··· INPUT RECORDS
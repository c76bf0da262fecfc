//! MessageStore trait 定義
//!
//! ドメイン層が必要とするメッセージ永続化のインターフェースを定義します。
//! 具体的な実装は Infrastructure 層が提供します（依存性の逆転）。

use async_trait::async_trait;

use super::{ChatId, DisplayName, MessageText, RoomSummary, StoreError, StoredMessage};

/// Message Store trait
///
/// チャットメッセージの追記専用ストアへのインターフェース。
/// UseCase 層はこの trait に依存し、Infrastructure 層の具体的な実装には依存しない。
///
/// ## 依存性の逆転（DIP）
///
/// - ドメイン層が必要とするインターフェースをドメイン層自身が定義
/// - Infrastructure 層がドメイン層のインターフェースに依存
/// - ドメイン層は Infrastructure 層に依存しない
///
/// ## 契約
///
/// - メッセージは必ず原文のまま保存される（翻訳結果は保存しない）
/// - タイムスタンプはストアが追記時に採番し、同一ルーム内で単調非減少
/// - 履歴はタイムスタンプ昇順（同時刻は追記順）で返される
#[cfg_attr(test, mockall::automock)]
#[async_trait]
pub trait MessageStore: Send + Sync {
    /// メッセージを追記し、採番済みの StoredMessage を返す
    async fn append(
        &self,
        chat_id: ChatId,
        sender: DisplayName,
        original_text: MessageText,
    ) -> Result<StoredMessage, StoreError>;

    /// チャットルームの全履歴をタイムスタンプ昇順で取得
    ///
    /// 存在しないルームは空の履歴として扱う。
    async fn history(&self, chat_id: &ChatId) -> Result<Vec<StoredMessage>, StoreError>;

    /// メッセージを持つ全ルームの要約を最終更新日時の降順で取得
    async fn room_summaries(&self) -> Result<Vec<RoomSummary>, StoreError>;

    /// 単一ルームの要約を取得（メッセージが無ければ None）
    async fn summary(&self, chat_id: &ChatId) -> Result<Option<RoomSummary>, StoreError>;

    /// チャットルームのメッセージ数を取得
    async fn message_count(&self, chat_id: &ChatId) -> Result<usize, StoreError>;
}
······
## PROBLEM
Given the data above, which lines hold the string "ChatId"? Return them.

## RESULT
use super::{ChatId, DisplayName, MessageText, RoomSummary, StoreError, StoredMessage};
        chat_id: ChatId,
    async fn history(&self, chat_id: &ChatId) -> Result<Vec<StoredMessage>, StoreError>;
    async fn summary(&self, chat_id: &ChatId) -> Result<Option<RoomSummary>, StoreError>;
    async fn message_count(&self, chat_id: &ChatId) -> Result<usize, StoreError>;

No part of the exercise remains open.